Buddy loves EVERYTHING about Christmas. Carols, candy, snow, ice skating, cookies, toys, reindeer, Santa, and on and on. Although he is technically 100% human, his formative years at the North Pole seem to have turned him at least 50% elf. He is a master of morphing a gloomy moment into a happy one, and I don’t recommend challenging him to a snowball fight.
All that said, the best thing about Buddy is his positive attitude. His willingness to sing loud, wish others “Happy Holidays”, and enjoy being with his family.
Over the last few years as a professional musician, I’ve come to realize that hearing and playing the music of the season is what lights up my personal Christmas tree. Decorations are nice, but I’d prefer to put on a Pittsburgh Symphony Brass Christmas album and turn the volume up to 11.
This year, there are almost no chances to play Christmas music, so I’ve been listening to more holiday albums and watching more movies. I always make a point to watch Elf early in December because it helps invigorate my Christmas spirit. This year we watched it on December 1st and we have been on a roll ever since! “Thanks Buddy, hope you find your Dad!”
John Debney takes a hard turn away from my Cutthroat Island Sequence a few months ago to create the sounds for Elf. There are cheerful bouncing melodies and the wondrous soaring theme I used for the sequence. The melodies are brought to life by swirling harps, fluttering woodwinds, ringing bells, rich brass, and a glowing choir.
Debney is a legend in the film music industry. He has a long relationship with Disney, scoring music to cartoons and theme park rides before his big break in 1993 with Hocus Pocus.

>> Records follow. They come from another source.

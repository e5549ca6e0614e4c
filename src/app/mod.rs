pub mod dispatch;
use std::cmp::Ordering;
use std::collections::BTreeMap;
use std::fs;
use std::path::{Path, PathBuf};
use std::sync::Mutex;

use chrono::Utc;
use tracing::warn;
use uuid::Uuid;

use super::types::{HistoryRecord, RecordKind, format_timestamp};
use crate::error::HistoryError;

/// Records kept after retention runs on each add.
pub const DEFAULT_CAPACITY: usize = 50;

/// Append-only, capacity-bounded log of generation/optimization events.
pub trait HistoryStore: Send + Sync {
    /// Append a record with a fresh id and the current time, then enforce
    /// retention.
    fn add(
        &self,
        kind: RecordKind,
        title: &str,
        content: &str,
        metadata: BTreeMap<String, String>,
    ) -> Result<HistoryRecord, HistoryError>;

    /// All records, most recent first. Fresh sequence on every call.
    fn list(&self) -> Result<Vec<HistoryRecord>, HistoryError>;

    /// Remove the record with the matching id; unknown ids are a no-op.
    fn delete(&self, id: &str) -> Result<(), HistoryError>;

    /// Drop everything, leaving the canonical empty representation.
    fn clear(&self) -> Result<(), HistoryError>;

    fn is_empty(&self) -> Result<bool, HistoryError> {
        Ok(self.list()?.is_empty())
    }
}

/// History persisted as a single JSON array in one file.
///
/// The blob is the only state: every operation re-reads it, mutates, and
/// writes the whole array back. The mutex makes each mutation one atomic
/// read-modify-write; there is no in-memory cache to go stale.
pub struct JsonHistoryStore {
    path: PathBuf,
    capacity: usize,
    guard: Mutex<()>,
}

impl JsonHistoryStore {
    pub fn new(path: impl Into<PathBuf>, capacity: usize) -> Self {
        Self {
            path: path.into(),
            capacity,
            guard: Mutex::new(()),
        }
    }

    pub fn path(&self) -> &Path {
        &self.path
    }

    /// Parse the blob. A missing file is an empty store; a malformed blob
    /// (bad JSON, or any entry failing the record schema) degrades to an
    /// empty list with a diagnostic rather than surfacing an error.
    fn read_records(&self) -> Vec<HistoryRecord> {
        let raw = match fs::read_to_string(&self.path) {
            Ok(raw) => raw,
            Err(err) if err.kind() == std::io::ErrorKind::NotFound => return Vec::new(),
            Err(err) => {
                warn!(path = %self.path.display(), error = %err, "failed to read history blob");
                return Vec::new();
            }
        };

        match serde_json::from_str::<Vec<HistoryRecord>>(&raw) {
            Ok(mut records) => {
                for record in &mut records {
                    record.repair_formatted_date();
                }
                records
            }
            Err(err) => {
                warn!(path = %self.path.display(), error = %err, "malformed history blob, starting empty");
                Vec::new()
            }
        }
    }

    fn write_records(&self, records: &[HistoryRecord]) -> Result<(), HistoryError> {
        if let Some(parent) = self.path.parent() {
            fs::create_dir_all(parent)?;
        }
        let blob = serde_json::to_string(records)?;
        fs::write(&self.path, blob)?;
        Ok(())
    }

    fn lock(&self) -> Result<std::sync::MutexGuard<'_, ()>, HistoryError> {
        self.guard.lock().map_err(|_| HistoryError::Lock)
    }
}

fn sort_most_recent_first(records: &mut [HistoryRecord]) {
    records.sort_by(|a, b| {
        b.timestamp
            .partial_cmp(&a.timestamp)
            .unwrap_or(Ordering::Equal)
    });
}

#[allow(clippy::cast_precision_loss)]
fn now_seconds() -> f64 {
    Utc::now().timestamp_millis() as f64 / 1000.0
}

impl HistoryStore for JsonHistoryStore {
    fn add(
        &self,
        kind: RecordKind,
        title: &str,
        content: &str,
        metadata: BTreeMap<String, String>,
    ) -> Result<HistoryRecord, HistoryError> {
        let _guard = self.lock()?;

        let timestamp = now_seconds();
        let record = HistoryRecord {
            id: Uuid::new_v4().to_string(),
            kind,
            title: title.to_string(),
            content: content.to_string(),
            timestamp,
            formatted_date: format_timestamp(timestamp),
            metadata,
        };

        let mut records = self.read_records();
        records.push(record.clone());

        // Retention runs on every add; the blob has no other size bound.
        if records.len() > self.capacity {
            sort_most_recent_first(&mut records);
            records.truncate(self.capacity);
        }

        self.write_records(&records)?;
        Ok(record)
    }

    fn list(&self) -> Result<Vec<HistoryRecord>, HistoryError> {
        let _guard = self.lock()?;
        let mut records = self.read_records();
        sort_most_recent_first(&mut records);
        Ok(records)
    }

    fn delete(&self, id: &str) -> Result<(), HistoryError> {
        let _guard = self.lock()?;
        let mut records = self.read_records();
        records.retain(|record| record.id != id);
        self.write_records(&records)
    }

    fn clear(&self) -> Result<(), HistoryError> {
        let _guard = self.lock()?;
        self.write_records(&[])
    }
}

#[cfg(test)]
mod tests {
    use super::*;
    use tempfile::TempDir;

    fn store() -> (TempDir, JsonHistoryStore) {
        let dir = TempDir::new().unwrap();
        let store = JsonHistoryStore::new(dir.path().join("history.json"), DEFAULT_CAPACITY);
        (dir, store)
    }

    fn add_simple(store: &JsonHistoryStore, title: &str) -> HistoryRecord {
        store
            .add(RecordKind::Generated, title, "content", BTreeMap::new())
            .unwrap()
    }

    #[test]
    fn add_then_list_returns_the_record() {
        let (_dir, store) = store();
        let added = add_simple(&store, "Code: sort a list");

        let listed = store.list().unwrap();
        assert_eq!(listed.len(), 1);
        assert_eq!(listed[0], added);
        assert!(!added.id.is_empty());
        assert!(!added.formatted_date.is_empty());
    }

    #[test]
    fn list_is_most_recent_first() {
        let (_dir, store) = store();
        // Seed a blob with explicit, distinct timestamps.
        let records: Vec<HistoryRecord> = (1..=3)
            .map(|i| HistoryRecord {
                id: format!("id-{i}"),
                kind: RecordKind::Generated,
                title: format!("title {i}"),
                content: "c".into(),
                timestamp: f64::from(i),
                formatted_date: "d".into(),
                metadata: BTreeMap::new(),
            })
            .collect();
        store.write_records(&records).unwrap();

        let listed = store.list().unwrap();
        let ids: Vec<&str> = listed.iter().map(|r| r.id.as_str()).collect();
        assert_eq!(ids, ["id-3", "id-2", "id-1"]);
    }

    #[test]
    fn retention_keeps_the_fifty_most_recent() {
        let (_dir, store) = store();
        let old: Vec<HistoryRecord> = (1..=54)
            .map(|i| HistoryRecord {
                id: format!("id-{i}"),
                kind: RecordKind::Generated,
                title: format!("title {i}"),
                content: "c".into(),
                timestamp: f64::from(i),
                formatted_date: "d".into(),
                metadata: BTreeMap::new(),
            })
            .collect();
        store.write_records(&old).unwrap();

        let newest = add_simple(&store, "newest");

        let listed = store.list().unwrap();
        assert_eq!(listed.len(), DEFAULT_CAPACITY);
        assert_eq!(listed[0].id, newest.id);
        // The five oldest seeded records are gone.
        for i in 1..=5 {
            assert!(listed.iter().all(|r| r.id != format!("id-{i}")));
        }
        assert!(listed.iter().any(|r| r.id == "id-6"));
    }

    #[test]
    fn many_adds_never_exceed_capacity() {
        let (_dir, store) = store();
        for i in 0..55 {
            add_simple(&store, &format!("title {i}"));
        }
        assert_eq!(store.list().unwrap().len(), DEFAULT_CAPACITY);
    }

    #[test]
    fn delete_unknown_id_leaves_store_unchanged() {
        let (_dir, store) = store();
        add_simple(&store, "a");
        add_simple(&store, "b");
        let before = store.list().unwrap();

        store.delete("not-a-real-id").unwrap();

        assert_eq!(store.list().unwrap(), before);
    }

    #[test]
    fn delete_removes_exactly_the_matching_record() {
        let (_dir, store) = store();
        let keep = add_simple(&store, "keep");
        let doomed = add_simple(&store, "doomed");

        store.delete(&doomed.id).unwrap();

        let listed = store.list().unwrap();
        assert_eq!(listed.len(), 1);
        assert_eq!(listed[0].id, keep.id);
    }

    #[test]
    fn clear_leaves_canonical_empty_blob() {
        let (_dir, store) = store();
        add_simple(&store, "a");

        store.clear().unwrap();

        assert!(store.list().unwrap().is_empty());
        assert!(store.is_empty().unwrap());
        assert_eq!(fs::read_to_string(store.path()).unwrap(), "[]");
    }

    #[test]
    fn missing_file_is_an_empty_store() {
        let (_dir, store) = store();
        assert!(store.list().unwrap().is_empty());
        assert!(store.is_empty().unwrap());
    }

    #[test]
    fn malformed_blob_degrades_to_empty() {
        let (_dir, store) = store();
        fs::write(store.path(), "not json at all {").unwrap();
        assert!(store.list().unwrap().is_empty());
    }

    #[test]
    fn entry_missing_required_field_degrades_to_empty() {
        let (_dir, store) = store();
        fs::write(
            store.path(),
            r#"[{"type":"generated","title":"t","content":"c","timestamp":1.0}]"#,
        )
        .unwrap();
        assert!(store.list().unwrap().is_empty());
    }

    #[test]
    fn entry_missing_formatted_date_is_repaired_on_read() {
        let (_dir, store) = store();
        fs::write(
            store.path(),
            r#"[{"id":"x","type":"generated","title":"t","content":"c","timestamp":1700000000.0}]"#,
        )
        .unwrap();
        let listed = store.list().unwrap();
        assert_eq!(listed.len(), 1);
        assert!(!listed[0].formatted_date.is_empty());
    }

    #[test]
    fn add_after_malformed_blob_starts_fresh() {
        let (_dir, store) = store();
        fs::write(store.path(), "garbage").unwrap();

        add_simple(&store, "fresh start");

        assert_eq!(store.list().unwrap().len(), 1);
    }
}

He has gone on to score many movies and TV shows, and earned an Academy Award nomination for his score to Mel Gibson’s The Passion of the Christ.
This melody is the 2nd theme from the main title. It is first played by a french horn, upper strings, and a choir of whistlers.
This lyrical sequence is great for improving your smooth note connections. Play this sequence with a sound sweeter than syrup on spaghetti, listen to the original to dial in the style, and remember, “The best way to spread Christmas Cheer is singing (or playing) loud for all to hear!”